// Classifier
// Validates the request, fans out to every registered source concurrently and
// feeds the collected signals to the aggregator.

use std::sync::Arc;
use std::time::{Duration, Instant};
use tokio::task::JoinSet;
use tracing::{info, warn};
use uuid::Uuid;

use crate::models::{CheckError, CheckRequest, Classification, MediaType, SourceResult, Work};
use crate::services::config_store::AppConfig;
use crate::services::sources::{
    build_http_client, default_sources, fetch_text, SourceKind, TextSource,
};
use crate::services::text_processor::{join_blocks, validate_title};

use super::aggregation::aggregate;
use super::curated_catalog::{curated_catalog, CuratedCatalog};
use super::term_scanner::{default_vocabulary, scan_terms, TermVocabulary};

const DEFAULT_SOURCE_TIMEOUT: Duration = Duration::from_secs(10);

pub struct Classifier {
    sources: Vec<Arc<dyn TextSource>>,
    catalog: &'static CuratedCatalog,
    vocabulary: &'static TermVocabulary,
    source_timeout: Duration,
    scan_enrichment_text: bool,
}

impl Classifier {
    /// Wire every enabled source from config. Keys must already be resolved.
    pub fn new(config: &AppConfig) -> Result<Self, String> {
        let client = build_http_client(&config.http)
            .map_err(|e| format!("Failed to build HTTP client: {}", e))?;
        let sources = default_sources(config, client);
        Ok(Self::with_sources(sources)
            .with_source_timeout(Duration::from_secs(config.http.timeout_secs.max(1)))
            .with_enrichment_text(config.detection.scan_enrichment_text))
    }

    pub fn with_sources(sources: Vec<Arc<dyn TextSource>>) -> Self {
        Self {
            sources,
            catalog: curated_catalog(),
            vocabulary: default_vocabulary(),
            source_timeout: DEFAULT_SOURCE_TIMEOUT,
            scan_enrichment_text: true,
        }
    }

    pub fn with_catalog(mut self, catalog: &'static CuratedCatalog) -> Self {
        self.catalog = catalog;
        self
    }

    pub fn with_vocabulary(mut self, vocabulary: &'static TermVocabulary) -> Self {
        self.vocabulary = vocabulary;
        self
    }

    pub fn with_source_timeout(mut self, timeout: Duration) -> Self {
        self.source_timeout = timeout;
        self
    }

    pub fn with_enrichment_text(mut self, enabled: bool) -> Self {
        self.scan_enrichment_text = enabled;
        self
    }

    /// Validate and classify. Only invalid input is an error.
    pub async fn classify(&self, request: &CheckRequest) -> Result<Classification, CheckError> {
        let title = validate_title(&request.title)?;
        let media_type = MediaType::parse(&request.media_type)?;
        Ok(self.classify_work(Work::new(title, media_type)).await)
    }

    pub async fn classify_work(&self, work: Work) -> Classification {
        let request_id = Uuid::new_v4();
        let started = Instant::now();
        info!(
            "[CLASSIFIER] {} start title=\"{}\" media={}",
            request_id, work.title, work.media_type
        );

        let curated = self.catalog.match_title(&work.title, work.media_type);
        let fetched = self.fetch_all(&work).await;

        let membership_flags: Vec<_> = fetched
            .iter()
            .filter_map(|(_, res)| res.membership.clone())
            .collect();

        // Review text alone never overturns a safe verdict; it is only scanned
        // once another signal already fired.
        let mut combined = scanned_text(&fetched, false);
        let mut term_matches = scan_terms(&combined, self.vocabulary);
        let corroborated = curated.matched
            || membership_flags.iter().any(|f| f.matched)
            || !term_matches.is_empty();
        if self.scan_enrichment_text && corroborated {
            combined = scanned_text(&fetched, true);
            term_matches = scan_terms(&combined, self.vocabulary);
        }

        let metadata_found = metadata_found(&fetched);
        let verdict = aggregate(&work, &curated, &membership_flags, &term_matches);

        info!(
            "[CLASSIFIER] {} done safe={} method={} confidence={} sources_found={}/{} \
             text_chars={} elapsed_ms={}",
            request_id,
            verdict.safe,
            verdict.detection_method,
            verdict.confidence,
            fetched.iter().filter(|(_, r)| r.found).count(),
            fetched.len(),
            combined.chars().count(),
            started.elapsed().as_millis()
        );

        Classification {
            work,
            verdict,
            sources: fetched.into_iter().map(|(_, res)| res).collect(),
            metadata_found,
        }
    }

    /// Query every source that supports the media type at once. Results come back
    /// in registration order; a panicked task counts as a miss.
    async fn fetch_all(&self, work: &Work) -> Vec<(SourceKind, SourceResult)> {
        let active: Vec<Arc<dyn TextSource>> = self
            .sources
            .iter()
            .filter(|s| s.supports(work.media_type))
            .cloned()
            .collect();

        let mut slots: Vec<(SourceKind, SourceResult)> = active
            .iter()
            .map(|s| (s.kind(), SourceResult::not_found(s.name())))
            .collect();

        let shared_work = Arc::new(work.clone());
        let mut join_set: JoinSet<(usize, SourceResult)> = JoinSet::new();
        for (idx, source) in active.into_iter().enumerate() {
            let work = shared_work.clone();
            let timeout = self.source_timeout;
            join_set.spawn(async move { (idx, fetch_text(source.as_ref(), &work, timeout).await) });
        }

        while let Some(res) = join_set.join_next().await {
            match res {
                Ok((idx, result)) => slots[idx].1 = result,
                Err(e) => warn!("[CLASSIFIER] source task failed: {}", e),
            }
        }

        slots
    }
}

/// Found texts in registration order, optionally including review pages.
fn scanned_text(fetched: &[(SourceKind, SourceResult)], include_enrichment: bool) -> String {
    let blocks: Vec<&str> = fetched
        .iter()
        .filter(|(kind, res)| res.found && (include_enrichment || !kind.is_enrichment()))
        .map(|(_, res)| res.text.as_str())
        .collect();
    join_blocks(&blocks)
}

/// Whether the mandatory metadata lookups found the work. With no metadata
/// source wired for the media type, any found source counts.
fn metadata_found(fetched: &[(SourceKind, SourceResult)]) -> bool {
    let mut metadata = fetched.iter().filter(|(kind, _)| kind.is_metadata()).peekable();
    if metadata.peek().is_some() {
        metadata.any(|(_, res)| res.found)
    } else {
        fetched.iter().any(|(_, res)| res.found)
    }
}
// Detection Module
// Verdict engine organized into specialized submodules:
// - curated_catalog: Known-sensitive titles and the containment matcher
// - term_scanner: Trigger vocabulary and substring scan
// - aggregation: Fixed-precedence verdict decision
// - classifier: Request validation and concurrent source fan-out

pub mod aggregation;
pub mod classifier;
pub mod curated_catalog;
pub mod term_scanner;

pub use aggregation::aggregate;
pub use classifier::Classifier;
pub use curated_catalog::{
    curated_catalog,
    match_curated,
    match_curated_entries,
    CuratedCatalog,
    CuratedEntry,
};
pub use term_scanner::{default_vocabulary, scan_terms, TermVocabulary};
// DoesTheDogDie community trigger database.
// Topics the community voted "yes" on become text; an illness topic with a
// yes majority is a membership hit.

use async_trait::async_trait;
use reqwest::Client;
use serde::Deserialize;

use super::{send_json, SourceError, SourceFetch, SourceKind, TextSource};
use crate::models::{MediaType, Work};
use crate::services::config_store::SourceSettings;

pub const SOURCE_NAME: &str = "doesthedogdie";
const DDD_DEFAULT_URL: &str = "https://www.doesthedogdie.com";

#[derive(Debug, Deserialize)]
struct SearchResponse {
    #[serde(default)]
    items: Vec<MediaItem>,
}

#[derive(Debug, Deserialize)]
#[serde(rename_all = "camelCase")]
struct MediaItem {
    id: u64,
    item_type: Option<ItemType>,
}

#[derive(Debug, Deserialize)]
struct ItemType {
    name: String,
}

#[derive(Debug, Deserialize)]
#[serde(rename_all = "camelCase")]
struct MediaResponse {
    #[serde(default)]
    topic_item_stats: Vec<TopicStat>,
}

#[derive(Debug, Deserialize)]
#[serde(rename_all = "camelCase")]
struct TopicStat {
    topic: Topic,
    #[serde(default)]
    yes_sum: i64,
    #[serde(default)]
    no_sum: i64,
}

#[derive(Debug, Deserialize)]
#[serde(rename_all = "camelCase")]
struct Topic {
    name: String,
    does_name: Option<String>,
}

fn item_type_name(media_type: MediaType) -> &'static str {
    match media_type {
        MediaType::Book => "book",
        MediaType::Movie => "movie",
    }
}

/// First search item of the requested media type, else the first item.
fn pick_item(items: Vec<MediaItem>, media_type: MediaType) -> Option<MediaItem> {
    let wanted = item_type_name(media_type);
    let pos = items.iter().position(|i| {
        i.item_type
            .as_ref()
            .map(|t| t.name.eq_ignore_ascii_case(wanted))
            .unwrap_or(false)
    });
    let mut items = items;
    match pos {
        Some(p) => Some(items.swap_remove(p)),
        None => items.into_iter().next(),
    }
}

/// Confirmed topic texts and whether any of them is an illness topic.
fn evaluate_topics(stats: Vec<TopicStat>, trigger_topics: &[String]) -> (Vec<String>, bool) {
    let mut blocks = Vec::new();
    let mut hit = false;
    for stat in stats {
        if stat.yes_sum <= stat.no_sum {
            continue;
        }
        let name = stat.topic.name.to_lowercase();
        if trigger_topics.iter().any(|t| name.contains(&t.to_lowercase())) {
            hit = true;
        }
        blocks.push(stat.topic.does_name.unwrap_or(stat.topic.name));
    }
    (blocks, hit)
}

pub struct DoesTheDogDieSource {
    client: Client,
    base_url: String,
    api_key: String,
    trigger_topics: Vec<String>,
}

impl DoesTheDogDieSource {
    pub fn new(
        client: Client,
        settings: &SourceSettings,
        trigger_topics: Vec<String>,
    ) -> Result<Self, SourceError> {
        let api_key = settings
            .api_key
            .clone()
            .filter(|k| !k.trim().is_empty())
            .ok_or(SourceError::MissingApiKey)?;
        Ok(Self {
            client,
            base_url: settings.base_url_or(DDD_DEFAULT_URL),
            api_key,
            trigger_topics,
        })
    }

    fn get(&self, url: String) -> reqwest::RequestBuilder {
        self.client
            .get(url)
            .header("Accept", "application/json")
            .header("X-API-KEY", &self.api_key)
    }
}

#[async_trait]
impl TextSource for DoesTheDogDieSource {
    fn name(&self) -> &str {
        SOURCE_NAME
    }

    fn kind(&self) -> SourceKind {
        SourceKind::TriggerDatabase
    }

    fn supports(&self, _media_type: MediaType) -> bool {
        true
    }

    async fn fetch(&self, work: &Work) -> Result<SourceFetch, SourceError> {
        let search: SearchResponse = send_json(
            self.get(format!("{}/dddsearch", self.base_url))
                .query(&[("q", work.title.as_str())]),
        )
        .await?;
        let item = pick_item(search.items, work.media_type).ok_or(SourceError::NoMatch)?;

        let media: MediaResponse =
            send_json(self.get(format!("{}/media/{}", self.base_url, item.id))).await?;
        let (blocks, hit) = evaluate_topics(media.topic_item_stats, &self.trigger_topics);

        Ok(SourceFetch {
            blocks,
            membership: Some(hit),
        })
    }
}

#[cfg(test)]
mod tests {
    use super::*;

    fn topics() -> Vec<String> {
        vec!["cancer".to_string(), "terminal illness".to_string()]
    }

    #[test]
    fn test_pick_item_prefers_media_type() {
        let search: SearchResponse = serde_json::from_str(
            r#"{"items":[
                {"id":1,"name":"Wit","itemType":{"name":"Movie"}},
                {"id":2,"name":"Wit","itemType":{"name":"Book"}}
            ]}"#,
        )
        .unwrap();
        assert_eq!(pick_item(search.items, MediaType::Book).unwrap().id, 2);
    }

    #[test]
    fn test_pick_item_falls_back_to_first() {
        let body = r#"{"items":[{"id":7,"name":"Wit","itemType":{"name":"TV Show"}}]}"#;
        let search: SearchResponse = serde_json::from_str(body).unwrap();
        assert_eq!(pick_item(search.items, MediaType::Movie).unwrap().id, 7);
        assert!(pick_item(vec![], MediaType::Movie).is_none());
    }

    #[test]
    fn test_evaluate_topics_requires_yes_majority() {
        let media: MediaResponse = serde_json::from_str(
            r#"{"topicItemStats":[
                {"topic":{"name":"Someone has cancer","doesName":"Does someone have cancer"},
                 "yesSum":40,"noSum":3},
                {"topic":{"name":"A dog dies"},"yesSum":1,"noSum":20}
            ]}"#,
        )
        .unwrap();
        let (blocks, hit) = evaluate_topics(media.topic_item_stats, &topics());
        assert!(hit);
        assert_eq!(blocks, vec!["Does someone have cancer"]);
    }

    #[test]
    fn test_evaluate_topics_disputed_illness_is_no_hit() {
        let media: MediaResponse = serde_json::from_str(
            r#"{"topicItemStats":[
                {"topic":{"name":"Someone has cancer"},"yesSum":5,"noSum":5},
                {"topic":{"name":"There are jump scares"},"yesSum":9,"noSum":0}
            ]}"#,
        )
        .unwrap();
        let (blocks, hit) = evaluate_topics(media.topic_item_stats, &topics());
        assert!(!hit);
        assert_eq!(blocks, vec!["There are jump scares"]);
    }
}
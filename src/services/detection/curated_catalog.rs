// Curated Catalog
// Known-sensitive titles per media type, and the containment matcher run against them.
//
// Matching is deliberately loose: an entry matches when either normalized form of
// the input contains the entry or is contained in it. Short or partial titles
// ("Ove") therefore match longer entries ("A Man Called Ove"). That bias toward
// false positives is a product decision; keep it.

use serde::Deserialize;
use std::sync::OnceLock;

use crate::models::{CuratedMatch, MediaType};
use crate::services::text_processor::{normalize_title, normalize_title_strict};

#[derive(Debug, Deserialize)]
struct CatalogFile {
    #[allow(dead_code)]
    version: String,
    books: Vec<String>,
    movies: Vec<String>,
}

/// A curated title with both comparison forms precomputed.
#[derive(Debug, Clone, PartialEq, Eq)]
pub struct CuratedEntry {
    pub title: String,
    strict: String,
    loose: String,
}

impl CuratedEntry {
    pub fn new(title: impl Into<String>) -> Self {
        let title = title.into();
        Self {
            strict: normalize_title_strict(&title),
            loose: normalize_title(&title),
            title,
        }
    }
}

#[derive(Debug, Clone)]
pub struct CuratedCatalog {
    books: Vec<CuratedEntry>,
    movies: Vec<CuratedEntry>,
}

impl CuratedCatalog {
    pub fn new<S: AsRef<str>>(books: &[S], movies: &[S]) -> Self {
        Self {
            books: build_entries(books),
            movies: build_entries(movies),
        }
    }

    pub fn list(&self, media_type: MediaType) -> &[CuratedEntry] {
        match media_type {
            MediaType::Book => &self.books,
            MediaType::Movie => &self.movies,
        }
    }

    pub fn match_title(&self, title: &str, media_type: MediaType) -> CuratedMatch {
        match_curated_entries(title, self.list(media_type))
    }
}

fn build_entries<S: AsRef<str>>(titles: &[S]) -> Vec<CuratedEntry> {
    titles
        .iter()
        .map(|t| t.as_ref().trim())
        .filter(|t| !t.is_empty())
        .map(CuratedEntry::new)
        .collect()
}

static CATALOG: OnceLock<CuratedCatalog> = OnceLock::new();

/// Process-wide catalog, parsed once from the embedded list.
pub fn curated_catalog() -> &'static CuratedCatalog {
    CATALOG.get_or_init(|| {
        let raw = include_str!(concat!(env!("CARGO_MANIFEST_DIR"), "/data/curated_titles.json"));
        let parsed: CatalogFile =
            serde_json::from_str(raw).expect("curated_titles.json parse failed");
        CuratedCatalog::new(&parsed.books, &parsed.movies)
    })
}

fn contains_either_way(input: &str, entry: &str) -> bool {
    if input.is_empty() || entry.is_empty() {
        return false;
    }
    input.contains(entry) || entry.contains(input)
}

/// First entry, in list order, that matches the title under any of the four checks.
pub fn match_curated_entries(title: &str, entries: &[CuratedEntry]) -> CuratedMatch {
    let strict = normalize_title_strict(title);
    let loose = normalize_title(title);

    entries
        .iter()
        .find(|e| contains_either_way(&strict, &e.strict) || contains_either_way(&loose, &e.loose))
        .map(|e| CuratedMatch::hit(e.title.clone()))
        .unwrap_or_else(CuratedMatch::none)
}

/// Match against an ad hoc list of titles.
pub fn match_curated<S: AsRef<str>>(title: &str, list: &[S]) -> CuratedMatch {
    match_curated_entries(title, &build_entries(list))
}

#[cfg(test)]
mod tests {
    use super::*;

    #[test]
    fn test_list_order_breaks_ties() {
        let m = match_curated("A Man Called Ove", &["ove", "a man called ove"]);
        assert_eq!(m, CuratedMatch::hit("ove"));

        let m = match_curated("A Man Called Ove", &["a man called ove", "ove"]);
        assert_eq!(m.matched_entry.as_deref(), Some("a man called ove"));
    }

    #[test]
    fn test_partial_title_over_matches() {
        let m = match_curated("Ove", &["A Man Called Ove"]);
        assert!(m.matched);
        assert_eq!(m.matched_entry.as_deref(), Some("A Man Called Ove"));
    }

    #[test]
    fn test_loose_form_ignores_punctuation() {
        // strict forms differ on the apostrophe; loose forms agree
        let m = match_curated("my sisters keeper", &["My Sister's Keeper"]);
        assert!(m.matched);
        let m = match_curated("THE FAULT IN OUR STARS!!", &["the fault in our stars"]);
        assert!(m.matched);
    }

    #[test]
    fn test_no_match_and_empty_entries() {
        assert_eq!(match_curated("Dune", &["The Fault in Our Stars"]), CuratedMatch::none());
        assert!(!match_curated("Dune", &["", "   ", "!!"]).matched);
        assert!(!match_curated("", &["Wit"]).matched);
    }

    #[test]
    fn test_embedded_catalog_loads() {
        let catalog = curated_catalog();
        assert!(!catalog.list(MediaType::Book).is_empty());
        assert!(!catalog.list(MediaType::Movie).is_empty());
        let m = catalog.match_title("The Fault in Our Stars", MediaType::Book);
        assert!(m.matched);
        assert!(!catalog.match_title("Dune", MediaType::Book).matched);
    }

    #[test]
    fn test_embedded_catalog_skips_other_themes() {
        let catalog = curated_catalog();
        for title in ["Bridge to Terabithia", "The Lovely Bones", "Where the Red Fern Grows"] {
            assert!(!catalog.match_title(title, MediaType::Book).matched, "{}", title);
        }
        assert!(!catalog.match_title("Marley & Me", MediaType::Movie).matched);
    }
}
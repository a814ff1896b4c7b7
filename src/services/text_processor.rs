// Text Processing Service
// Title canonicalization, request sanitization and scraped-page flattening

use regex::Regex;
use std::sync::OnceLock;

use crate::models::CheckError;

/// Longest title accepted after sanitization, in chars.
pub const MAX_TITLE_CHARS: usize = 200;

/// Punctuation removed by the loose title form.
const STRIPPED_PUNCTUATION: [char; 8] = ['.', ',', '!', '?', ';', ':', '\'', '"'];

fn html_tag_re() -> &'static Regex {
    static RE: OnceLock<Regex> = OnceLock::new();
    RE.get_or_init(|| Regex::new(r"<[^>]*>").expect("html tag regex"))
}

fn script_style_re() -> &'static Regex {
    static RE: OnceLock<Regex> = OnceLock::new();
    RE.get_or_init(|| {
        Regex::new(r"(?is)<script\b.*?</script>|<style\b.*?</style>|<!--.*?-->")
            .expect("script/style regex")
    })
}

fn collapse_whitespace(s: &str) -> String {
    s.split_whitespace().collect::<Vec<_>>().join(" ")
}

/// Loose title form: lower-case, strip `. , ! ? ; : ' "`, collapse whitespace, trim.
pub fn normalize_title(raw: &str) -> String {
    let lowered = raw.to_lowercase();
    let stripped: String = lowered
        .chars()
        .filter(|c| !STRIPPED_PUNCTUATION.contains(c))
        .collect();
    collapse_whitespace(&stripped)
}

/// Strict title form: lower-case and trim only.
pub fn normalize_title_strict(raw: &str) -> String {
    raw.to_lowercase().trim().to_string()
}

/// Truncate to at most `max_chars` chars without splitting a code point.
pub fn truncate_chars(s: &str, max_chars: usize) -> &str {
    match s.char_indices().nth(max_chars) {
        Some((idx, _)) => &s[..idx],
        None => s,
    }
}

/// Strip HTML tags and control characters, collapse whitespace, cap the length.
pub fn sanitize_title(raw: &str) -> String {
    let no_tags = html_tag_re().replace_all(raw, " ");
    let no_ctrl: String = no_tags
        .chars()
        .map(|c| if c.is_control() { ' ' } else { c })
        .collect();
    let collapsed = collapse_whitespace(&no_ctrl);
    truncate_chars(&collapsed, MAX_TITLE_CHARS).trim_end().to_string()
}

/// Sanitize and reject titles that end up empty.
pub fn validate_title(raw: &str) -> Result<String, CheckError> {
    let title = sanitize_title(raw);
    if title.is_empty() {
        return Err(CheckError::InvalidInput(
            "title is empty after sanitization".to_string(),
        ));
    }
    Ok(title)
}

fn decode_entities(s: &str) -> String {
    s.replace("&nbsp;", " ")
        .replace("&#39;", "'")
        .replace("&#x27;", "'")
        .replace("&apos;", "'")
        .replace("&quot;", "\"")
        .replace("&lt;", "<")
        .replace("&gt;", ">")
        .replace("&amp;", "&")
}

/// Flatten an HTML page to plain text. Hidden or collapsed elements are kept.
pub fn html_to_text(html: &str) -> String {
    let without_code = script_style_re().replace_all(html, " ");
    let without_tags = html_tag_re().replace_all(&without_code, " ");
    collapse_whitespace(&decode_entities(&without_tags))
}

/// Join non-empty blocks with a blank line.
pub fn join_blocks<S: AsRef<str>>(blocks: &[S]) -> String {
    blocks
        .iter()
        .map(|b| b.as_ref().trim())
        .filter(|b| !b.is_empty())
        .collect::<Vec<_>>()
        .join("\n\n")
}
===
### WHAT THE EXERCISE ASKS
Nothing but the lines from the top of the entries above through the line with "to build HTTP" should be set down, each exactly as written.

### OUTPUT FOR THIS EXERCISE
// Classifier
// Validates the request, fans out to every registered source concurrently and
// feeds the collected signals to the aggregator.

use std::sync::Arc;
use std::time::{Duration, Instant};
use tokio::task::JoinSet;
use tracing::{info, warn};
use uuid::Uuid;

use crate::models::{CheckError, CheckRequest, Classification, MediaType, SourceResult, Work};
use crate::services::config_store::AppConfig;
use crate::services::sources::{
    build_http_client, default_sources, fetch_text, SourceKind, TextSource,
};
use crate::services::text_processor::{join_blocks, validate_title};

use super::aggregation::aggregate;
use super::curated_catalog::{curated_catalog, CuratedCatalog};
use super::term_scanner::{default_vocabulary, scan_terms, TermVocabulary};

const DEFAULT_SOURCE_TIMEOUT: Duration = Duration::from_secs(10);

pub struct Classifier {
    sources: Vec<Arc<dyn TextSource>>,
    catalog: &'static CuratedCatalog,
    vocabulary: &'static TermVocabulary,
    source_timeout: Duration,
    scan_enrichment_text: bool,
}

impl Classifier {
    /// Wire every enabled source from config. Keys must already be resolved.
    pub fn new(config: &AppConfig) -> Result<Self, String> {
        let client = build_http_client(&config.http)
            .map_err(|e| format!("Failed to build HTTP client: {}", e))?;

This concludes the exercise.